We will start from a pretty simple yet powerful idea: we can protect sharing memory with the help of sync package. Each time you share a variable or a map between goroutines, you need to guard them with Mutex.lock, and unlock them when you are done. And that means we need to use Mutex in our Connect function.

diff --git a/pkg/client/client.go b/pkg/client/client.go
index 3ac1788..739c825 100644
--- a/pkg/client/client.go
+++ b/pkg/client/client.go
@@ -4,6 +4,7 @@ import (
        "encoding/json"
        "fmt"
        "net/url"
+       "sync"
        "time"

        "github.com/gorilla/websocket"
@@ -12,7 +13,9 @@ import (
 // WebSocketClient return websocket client connection
 type WebSocketClient struct {
        configStr string
-       wsconn    *websocket.Conn
+
+       mu     sync.Mutex
+       wsconn *websocket.Conn
 }


 func (conn *WebSocketClient) Connect() *websocket.Conn {
+       conn.mu.Lock()
+       defer conn.mu.Unlock()
        if conn.wsconn != nil {
                return conn.wsconn
        }

It seems solid. Full listing here.

But what are we supposed to do if we have a lot of incoming data to write and the server is down? We don’t want the client to consume too much memory and we need a way to drop the data. NewWebSocketClient constructor always calls the Connect function first and locks conn variable. Since we have no way to call the Write function before that, the Write function has to wait for its turn with no connection to the server.

Goroutines and RWMutex

If we take a closer look at our code we notice that there are either read or write operations. Basically, Listen function is used for reading from websocket and Write function is used for writing.
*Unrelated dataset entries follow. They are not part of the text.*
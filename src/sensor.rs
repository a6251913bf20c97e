//! Simulated voltage and amperage inputs.

use rand::{Rng, SeedableRng, rngs::StdRng};
use serde::{Deserialize, Serialize};

/// Range, default and adjustment step of one sensor channel.
///
/// Deserialized tables must give all four fields.
#[derive(Debug, Clone, Copy, PartialEq, Deserialize, Serialize)]
#[serde(deny_unknown_fields)]
pub struct SensorBounds {
    /// Lowest accepted value.
    pub min: f32,
    /// Highest accepted value.
    pub max: f32,
    /// Value used when no reading is supplied.
    pub default: f32,
    /// Increment applied by one nudge.
    pub step: f32,
}

impl SensorBounds {
    /// Default voltage channel: 200–260 V, 230 V nominal.
    pub const VOLTAGE: Self = Self {
        min: 200.0,
        max: 260.0,
        default: 230.0,
        step: 1.0,
    };

    /// Default amperage channel: 0–30 A, 5 A nominal.
    pub const AMPERAGE: Self = Self {
        min: 0.0,
        max: 30.0,
        default: 5.0,
        step: 0.5,
    };

    /// Clamps `value` into `[min, max]`. NaN maps to `default`.
    pub fn clamp(&self, value: f32) -> f32 {
        if value.is_nan() {
            return self.default;
        }
        value.clamp(self.min, self.max)
    }
}

/// One voltage/amperage sample.
#[derive(Debug, Clone, Copy, PartialEq, Serialize)]
pub struct SensorReading {
    /// Line voltage (V).
    pub voltage: f32,
    /// Current draw (A).
    pub amperage: f32,
}

impl SensorReading {
    /// Creates a new reading.
    pub fn new(voltage: f32, amperage: f32) -> Self {
        Self { voltage, amperage }
    }

    /// Returns the default reading for the given channels.
    pub fn defaults(voltage: &SensorBounds, amperage: &SensorBounds) -> Self {
        Self::new(voltage.default, amperage.default)
    }

    /// Returns a copy with both channels clamped to their bounds.
    pub fn clamped(self, voltage: &SensorBounds, amperage: &SensorBounds) -> Self {
        Self::new(voltage.clamp(self.voltage), amperage.clamp(self.amperage))
    }

    /// Apparent power draw (W).
    pub fn power_w(&self) -> f32 {
        self.voltage * self.amperage
    }

    /// Moves voltage by `steps` increments, staying within bounds.
    pub fn nudge_voltage(&mut self, bounds: &SensorBounds, steps: f32) {
        self.voltage = bounds.clamp(self.voltage + steps * bounds.step);
    }

    /// Moves amperage by `steps` increments, staying within bounds.
    pub fn nudge_amperage(&mut self, bounds: &SensorBounds, steps: f32) {
        self.amperage = bounds.clamp(self.amperage + steps * bounds.step);
    }
}

/// Noisy sensor that jitters readings around a set point.
///
/// Each [`sample`](Self::sample) draws independent Gaussian noise on both
/// channels and clamps the result. Identical seeds give identical sequences.
#[derive(Debug, Clone)]
pub struct SimulatedSensor {
    voltage: SensorBounds,
    amperage: SensorBounds,
    voltage_noise_std: f32,
    amperage_noise_std: f32,
    rng: StdRng,
}

impl SimulatedSensor {
    /// Creates a seeded simulated sensor.
    ///
    /// # Panics
    ///
    /// Panics if either noise standard deviation is negative.
    pub fn new(
        voltage: SensorBounds,
        amperage: SensorBounds,
        voltage_noise_std: f32,
        amperage_noise_std: f32,
        seed: u64,
    ) -> Self {
        assert!(voltage_noise_std >= 0.0, "voltage noise must be >= 0");
        assert!(amperage_noise_std >= 0.0, "amperage noise must be >= 0");
        Self {
            voltage,
            amperage,
            voltage_noise_std,
            amperage_noise_std,
            rng: StdRng::seed_from_u64(seed),
        }
    }

    /// Returns a noisy reading around `set_point`, clamped to bounds.
    pub fn sample(&mut self, set_point: SensorReading) -> SensorReading {
        let dv = gaussian_noise(&mut self.rng, self.voltage_noise_std);
        let da = gaussian_noise(&mut self.rng, self.amperage_noise_std);
        SensorReading::new(set_point.voltage + dv, set_point.amperage + da)
            .clamped(&self.voltage, &self.amperage)
    }
}

/// Gaussian noise with mean 0 via the Box-Muller transform.
pub fn gaussian_noise(rng: &mut StdRng, std_dev: f32) -> f32 {
    if std_dev <= 0.0 {
        return 0.0;
    }

    let u1: f32 = rng.random::<f32>().clamp(1e-6, 1.0);
    let u2: f32 = rng.random::<f32>();
    let z0 = (-2.0 * u1.ln()).sqrt() * (2.0 * std::f32::consts::PI * u2).cos();
    z0 * std_dev
}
We can use rwmutex to make a blocking call shared variables depending on reading or writing condition but we need to be careful.

We need to lock Connect on reading access and unlock it after

diff --git a/pkg/client/client.go b/pkg/client/client.go
index 739c825..da504f8 100644
--- a/pkg/client/client.go
+++ b/pkg/client/client.go
@@ -14,7 +14,7 @@ import (
 type WebSocketClient struct {
        configStr string

-       mu     sync.Mutex
+       mu     sync.RWMutex
        wsconn *websocket.Conn
 }

@@ -31,11 +31,12 @@ func NewWebSocketClient(host, channel string) (*WebSocketClient, error) {
 }

 func (conn *WebSocketClient) Connect() *websocket.Conn {
-       conn.mu.Lock()
-       defer conn.mu.Unlock()
+      conn.mu.RLock()
        if conn.wsconn != nil {
+              conn.mu.RUnlock()
                return conn.wsconn
        }
+       conn.mu.RUnlock()

It looks like we’ve made two mistakes here. First, we should have used defer. There’s a span in RUnlock when race condition can still occur. Conn variable is first unlocked and then returned. And second, we have forgotten to unlock readlock conn.mu.RUnlock() in case we don’t have a connection.
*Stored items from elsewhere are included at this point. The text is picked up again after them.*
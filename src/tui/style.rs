//! Color constants and auto-scaling helpers for the TUI.

use ratatui::style::Color;

use crate::grid::LoadPrediction;

/// Power line color.
pub const POWER_COLOR: Color = Color::Cyan;
/// Active device badge.
pub const ACTIVE: Color = Color::Green;
/// Shed device badge and high-load status.
pub const SHED: Color = Color::Red;
/// Highlighted device border.
pub const SELECTED: Color = Color::Yellow;
/// Voltage gauge color.
pub const VOLTAGE_COLOR: Color = Color::Blue;
/// Amperage gauge color.
pub const AMPERAGE_COLOR: Color = Color::Magenta;
/// Missing asset warning.
pub const WARNING: Color = Color::Yellow;
/// Header bar foreground.
pub const HEADER_FG: Color = Color::White;
/// Header bar background.
pub const HEADER_BG: Color = Color::DarkGray;
/// Footer help text color.
pub const FOOTER_FG: Color = Color::DarkGray;

/// Returns the status color for a load label.
pub fn status_color(prediction: &LoadPrediction) -> Color {
    if prediction.is_high() { SHED } else { ACTIVE }
}

/// Fraction of a sensor range covered by `value`, clamped to `[0, 1]`.
pub fn gauge_ratio(value: f32, min: f32, max: f32) -> f64 {
    if max <= min {
        return 0.0;
    }
    f64::from((value - min) / (max - min)).clamp(0.0, 1.0)
}

/// Computes Y-axis bounds from chart data points with 10% padding.
pub fn auto_bounds_y(points: &[(f64, f64)]) -> [f64; 2] {
    let ys = points.iter().map(|&(_, y)| y);
    let min = ys.clone().fold(f64::INFINITY, f64::min);
    let max = ys.fold(f64::NEG_INFINITY, f64::max);
    if !min.is_finite() || !max.is_finite() {
        return [0.0, 1.0];
    }
    let range = (max - min).max(1.0);
    let pad = range * 0.1;
    [(min - pad).max(0.0), max + pad]
}

#[cfg(test)]
mod tests {
    use super::*;

    #[test]
    fn empty_chart_has_unit_bounds() {
        assert_eq!(auto_bounds_y(&[]), [0.0, 1.0]);
    }

    #[test]
    fn bounds_pad_around_data() {
        let [lo, hi] = auto_bounds_y(&[(0.0, 1000.0), (1.0, 2000.0)]);
        assert!(lo < 1000.0 && lo >= 0.0);
        assert!(hi > 2000.0);
    }

    #[test]
    fn flat_series_still_has_height() {
        let [lo, hi] = auto_bounds_y(&[(0.0, 1150.0), (1.0, 1150.0)]);
        assert!(hi > lo);
    }

    #[test]
    fn gauge_ratio_clamps() {
        assert_eq!(gauge_ratio(230.0, 200.0, 260.0), 0.5);
        assert_eq!(gauge_ratio(300.0, 200.0, 260.0), 1.0);
        assert_eq!(gauge_ratio(1.0, 5.0, 5.0), 0.0);
    }

    #[test]
    fn high_status_is_red() {
        assert_eq!(status_color(&LoadPrediction::high()), SHED);
        assert_eq!(status_color(&LoadPrediction::new("Low")), ACTIVE);
    }
}
//! CSV export for the power history buffer.

use std::fs::File;
use std::io::{self, Write};
use std::path::Path;

use crate::session::PowerHistory;

/// Column header for power history export.
pub const HEADER: [&str; 2] = ["timestamp", "power_w"];

/// Exports the power history to a CSV file at the given path.
///
/// Writes a header row followed by one row per sample, oldest first.
///
/// # Errors
///
/// Returns an `io::Error` if file creation or writing fails.
pub fn export_history_csv(history: &PowerHistory, path: &Path) -> io::Result<()> {
    let file = File::create(path)?;
    let buf = io::BufWriter::new(file);
    write_history_csv(history, buf)
}

/// Writes the power history as CSV to any writer.
///
/// # Errors
///
/// Returns an `io::Error` if writing fails.
pub fn write_history_csv(history: &PowerHistory, writer: impl Write) -> io::Result<()> {
    let mut wtr = csv::WriterBuilder::new().from_writer(writer);

    wtr.write_record(HEADER)?;
    for s in history.iter() {
        wtr.write_record(&[format!("{:.3}", s.timestamp), format!("{:.2}", s.power_w)])?;
    }

    wtr.flush()?;
    Ok(())
}

#[cfg(test)]
mod tests {
    use super::*;
    use crate::session::PowerSample;

    fn history(n: usize) -> PowerHistory {
        let mut h = PowerHistory::new(20);
        for i in 0..n {
            h.push(PowerSample {
                timestamp: 1_700_000_000.0 + i as f64,
                power_w: 1150.0 + i as f32,
            });
        }
        h
    }

    #[test]
    fn header_comes_first() {
        let mut buf = Vec::new();
        write_history_csv(&history(1), &mut buf).expect("write should succeed");
        let output = String::from_utf8(buf).expect("csv should be UTF-8");
        assert_eq!(output.lines().next(), Some("timestamp,power_w"));
    }

    #[test]
    fn row_count_is_capped_by_history() {
        let mut buf = Vec::new();
        write_history_csv(&history(30), &mut buf).expect("write should succeed");
        let output = String::from_utf8(buf).expect("csv should be UTF-8");
        let lines: Vec<&str> = output.lines().collect();
        // 1 header + 20 retained samples
        assert_eq!(lines.len(), 21);
        assert_eq!(lines[1], "1700000010.000,1160.00");
    }

    #[test]
    fn empty_history_writes_header_only() {
        let mut buf = Vec::new();
        write_history_csv(&PowerHistory::new(5), &mut buf).expect("write should succeed");
        let output = String::from_utf8(buf).expect("csv should be UTF-8");
        assert_eq!(output.lines().collect::<Vec<_>>(), ["timestamp,power_w"]);
    }

    #[test]
    fn exports_to_file() {
        let dir = tempfile::tempdir().expect("tempdir should be created");
        let path = dir.path().join("history.csv");
        export_history_csv(&history(3), &path).expect("export should succeed");

        let mut rdr = csv::ReaderBuilder::new()
            .from_path(&path)
            .expect("csv should open");
        assert_eq!(rdr.records().count(), 3);
    }
}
 @@ -31,11 +31,12 @@ func NewWebSocketClient(host, channel string) (*WebSocketClient, error) {
 }

 func (conn *WebSocketClient) Connect() *websocket.Conn {
-       conn.mu.Lock()
-       defer conn.mu.Unlock()
+      conn.mu.RLock()
        if conn.wsconn != nil {
+              defer conn.mu.RUnlock()
                return conn.wsconn
        }
+       conn.mu.RUnlock()

For creating, we need to do a full “block” to assign a new connection:

@@ -46,7 +47,9 @@ func (conn *WebSocketClient) Connect() *websocket.Conn {
                        continue
                }
                conn.log("connect", nil, fmt.Sprintf("connected to websocket to %s", conn.configStr))
+               conn.mu.Lock()
                conn.wsconn = ws
+               conn.mu.Unlock()
                return conn.wsconn
        }
 }

And here, we did not put defer intentionally. defer inside for can lead to unpredicted results.
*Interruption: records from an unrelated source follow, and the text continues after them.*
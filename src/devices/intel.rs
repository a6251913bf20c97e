//! Name-based device intel lookup.
//!
//! Device names are matched against an ordered table of lowercase keys. The
//! first key that appears anywhere in the lowercased name wins, so table
//! order is part of the contract: `"tesla charger"` resolves through
//! `"charger"` because that entry precedes `"tesla"`.

use super::types::{DeviceProfile, Priority};

const CRITICAL: &str = "Critical";
const ESSENTIAL: &str = "Essential";
const HIGH_LOAD: &str = "High Load";

/// Ordered `(key, profile)` table. Do not sort.
const DEVICE_INTEL: &[(&str, DeviceProfile)] = &[
    ("heart", DeviceProfile::new(Priority::Critical, "❤️", CRITICAL, 50)),
    ("medical", DeviceProfile::new(Priority::Critical, "🏥", CRITICAL, 100)),
    ("monitor", DeviceProfile::new(Priority::Critical, "🖥️", CRITICAL, 60)),
    ("security", DeviceProfile::new(Priority::Critical, "🛡️", CRITICAL, 40)),
    ("fridge", DeviceProfile::new(Priority::Essential, "❄️", ESSENTIAL, 150)),
    ("refrigerator", DeviceProfile::new(Priority::Essential, "🧊", ESSENTIAL, 200)),
    ("light", DeviceProfile::new(Priority::Essential, "💡", ESSENTIAL, 15)),
    ("wifi", DeviceProfile::new(Priority::Essential, "🌐", ESSENTIAL, 20)),
    ("fan", DeviceProfile::new(Priority::Essential, "🌀", ESSENTIAL, 75)),
    ("ac", DeviceProfile::new(Priority::HighLoad, "🌬️", HIGH_LOAD, 1500)),
    ("conditioner", DeviceProfile::new(Priority::HighLoad, "❄️", HIGH_LOAD, 2000)),
    ("charger", DeviceProfile::new(Priority::HighLoad, "🔌", HIGH_LOAD, 3000)),
    ("tesla", DeviceProfile::new(Priority::HighLoad, "🚗", HIGH_LOAD, 7000)),
    ("ev", DeviceProfile::new(Priority::HighLoad, "⚡", HIGH_LOAD, 5000)),
    ("heater", DeviceProfile::new(Priority::HighLoad, "🔥", HIGH_LOAD, 1500)),
    ("oven", DeviceProfile::new(Priority::HighLoad, "🥧", HIGH_LOAD, 2000)),
];

/// Profile returned when no table key matches.
pub const DEFAULT_PROFILE: DeviceProfile =
    DeviceProfile::new(Priority::HighLoad, "🔌", "General", 500);

/// Returns the ordered intel table.
pub fn device_intel() -> &'static [(&'static str, DeviceProfile)] {
    DEVICE_INTEL
}

/// Classifies a free-text device name.
///
/// Matching is case-insensitive and substring-based; the first table entry
/// whose key occurs in the name is returned, or [`DEFAULT_PROFILE`] when
/// nothing matches.
///
/// # Examples
///
/// ```
/// use gridshed::devices::{Priority, classify};
///
/// let profile = classify("Kitchen Oven");
/// assert_eq!(profile.priority, Priority::HighLoad);
/// assert_eq!(profile.estimated_watts, 2000);
/// ```
pub fn classify(name: &str) -> DeviceProfile {
    let normalized = name.to_lowercase();
    DEVICE_INTEL
        .iter()
        .find(|(key, _)| normalized.contains(key))
        .map_or(DEFAULT_PROFILE, |&(_, profile)| profile)
}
For the write function we need to use full block

@@ -78,7 +79,9 @@ func (conn *WebSocketClient) Write(payload interface{}) error {
        if err != nil {
                return err
        }
-       ws := conn.Connect()
+       conn.mu.Lock()
+       defer conn.mu.Unlock()
+       ws := conn.wsconn
        if ws == nil {

Once we run - we can see that read and write are works in parallel, and if we lost connection write will just drop messages without holding them. Full listing

Simplify code with channels

One of Golang’s core concepts says: “Don’t communicate by sharing memory; instead, share memory by communicating.”. Golang does have a lot of tools to communicate by sharing memory indeed.
Our connect function got little bit messy and what if we would like to drop message if connection is not available? We can add even more lock/unlocks but it would make application hard to read and maintain in the future. Rules of thumb here is if you feel you are getting spaghetti code with mutex you should try to combine mutex with channels.

Following this rule, lets start with a simple version, the idea is that:

  • we will save data in a temporary channel in the client structure.
  • once server is up we immediately send a data
  • to maintain the link between temporary buffer and connection status we will update Write and will create new listenWrite. Write function will write to channel only, and listenWrite will wait for a new data from a channel and will try to send that data to websocket server.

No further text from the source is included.